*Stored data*

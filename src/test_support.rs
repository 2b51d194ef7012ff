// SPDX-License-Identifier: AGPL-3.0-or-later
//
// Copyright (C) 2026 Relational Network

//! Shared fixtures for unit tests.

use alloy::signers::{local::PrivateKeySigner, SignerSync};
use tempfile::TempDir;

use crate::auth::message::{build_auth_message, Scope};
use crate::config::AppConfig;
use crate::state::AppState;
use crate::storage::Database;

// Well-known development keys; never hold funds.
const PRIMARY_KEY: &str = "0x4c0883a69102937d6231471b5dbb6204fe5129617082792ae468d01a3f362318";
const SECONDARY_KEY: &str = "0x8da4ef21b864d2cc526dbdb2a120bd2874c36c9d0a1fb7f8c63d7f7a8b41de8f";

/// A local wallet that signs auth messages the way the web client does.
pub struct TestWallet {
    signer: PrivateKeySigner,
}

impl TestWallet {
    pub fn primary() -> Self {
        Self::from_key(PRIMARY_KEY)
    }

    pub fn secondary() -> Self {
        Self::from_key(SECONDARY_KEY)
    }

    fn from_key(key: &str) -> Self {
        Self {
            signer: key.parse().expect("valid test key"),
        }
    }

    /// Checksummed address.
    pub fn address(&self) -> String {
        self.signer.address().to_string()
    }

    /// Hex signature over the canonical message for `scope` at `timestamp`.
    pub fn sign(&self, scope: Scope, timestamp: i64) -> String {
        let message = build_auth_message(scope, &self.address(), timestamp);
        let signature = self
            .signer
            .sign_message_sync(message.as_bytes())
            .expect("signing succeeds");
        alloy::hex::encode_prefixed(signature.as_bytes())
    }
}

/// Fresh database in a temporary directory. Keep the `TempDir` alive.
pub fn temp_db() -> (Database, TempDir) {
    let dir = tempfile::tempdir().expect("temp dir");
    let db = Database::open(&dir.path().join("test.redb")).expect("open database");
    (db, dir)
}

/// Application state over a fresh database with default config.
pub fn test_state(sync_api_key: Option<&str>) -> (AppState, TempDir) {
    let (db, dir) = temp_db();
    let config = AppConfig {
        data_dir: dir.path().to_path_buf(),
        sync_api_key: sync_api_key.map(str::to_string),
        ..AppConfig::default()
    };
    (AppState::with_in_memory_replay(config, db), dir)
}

==

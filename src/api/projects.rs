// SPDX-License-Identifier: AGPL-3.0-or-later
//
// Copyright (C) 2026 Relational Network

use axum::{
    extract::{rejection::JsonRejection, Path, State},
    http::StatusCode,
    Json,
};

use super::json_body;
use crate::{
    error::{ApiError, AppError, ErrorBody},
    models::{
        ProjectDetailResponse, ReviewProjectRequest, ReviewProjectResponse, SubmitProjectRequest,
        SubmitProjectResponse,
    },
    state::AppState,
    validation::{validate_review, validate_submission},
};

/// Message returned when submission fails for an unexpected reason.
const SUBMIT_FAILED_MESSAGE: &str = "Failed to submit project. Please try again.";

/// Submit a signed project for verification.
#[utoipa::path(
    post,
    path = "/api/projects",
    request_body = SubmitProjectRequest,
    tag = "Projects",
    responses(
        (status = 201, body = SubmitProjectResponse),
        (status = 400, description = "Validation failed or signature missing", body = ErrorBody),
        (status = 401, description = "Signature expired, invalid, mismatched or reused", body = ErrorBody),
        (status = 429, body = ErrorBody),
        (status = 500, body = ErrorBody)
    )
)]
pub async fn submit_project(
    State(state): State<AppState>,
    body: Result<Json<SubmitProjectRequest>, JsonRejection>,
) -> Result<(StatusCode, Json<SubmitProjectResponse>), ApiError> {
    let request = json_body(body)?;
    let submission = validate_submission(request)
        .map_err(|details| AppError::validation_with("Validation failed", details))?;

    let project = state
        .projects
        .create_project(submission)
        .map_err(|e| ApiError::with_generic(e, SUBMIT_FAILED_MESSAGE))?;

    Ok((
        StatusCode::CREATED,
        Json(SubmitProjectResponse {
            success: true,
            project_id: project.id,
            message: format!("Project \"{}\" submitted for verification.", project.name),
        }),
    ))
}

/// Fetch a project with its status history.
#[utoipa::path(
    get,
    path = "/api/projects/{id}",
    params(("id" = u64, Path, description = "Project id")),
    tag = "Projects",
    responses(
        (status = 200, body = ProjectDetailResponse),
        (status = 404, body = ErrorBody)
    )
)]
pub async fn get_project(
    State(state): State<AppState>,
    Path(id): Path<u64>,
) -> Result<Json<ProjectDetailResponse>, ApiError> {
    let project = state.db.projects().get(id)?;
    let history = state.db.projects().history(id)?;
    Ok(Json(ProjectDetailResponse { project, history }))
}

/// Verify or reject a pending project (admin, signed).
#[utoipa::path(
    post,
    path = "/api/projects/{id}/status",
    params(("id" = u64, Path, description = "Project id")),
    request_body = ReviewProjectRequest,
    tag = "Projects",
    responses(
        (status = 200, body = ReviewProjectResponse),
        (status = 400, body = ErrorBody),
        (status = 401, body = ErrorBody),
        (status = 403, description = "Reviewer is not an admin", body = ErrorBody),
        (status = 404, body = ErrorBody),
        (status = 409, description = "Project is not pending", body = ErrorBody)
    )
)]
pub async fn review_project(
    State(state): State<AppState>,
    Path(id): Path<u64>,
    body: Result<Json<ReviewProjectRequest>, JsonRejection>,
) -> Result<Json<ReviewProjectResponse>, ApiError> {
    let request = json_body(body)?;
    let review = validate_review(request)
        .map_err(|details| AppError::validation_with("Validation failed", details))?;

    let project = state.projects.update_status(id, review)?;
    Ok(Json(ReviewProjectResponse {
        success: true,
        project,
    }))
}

*WHAT THIS TASK INVOLVES*
Pull every line containing the string "AppState" out of the data above and copy it.

*RESPONSE AREA*
use crate::state::AppState;
pub fn test_state(sync_api_key: Option<&str>) -> (AppState, TempDir) {
    (AppState::with_in_memory_replay(config, db), dir)
    state::AppState,
    State(state): State<AppState>,
    State(state): State<AppState>,
    State(state): State<AppState>,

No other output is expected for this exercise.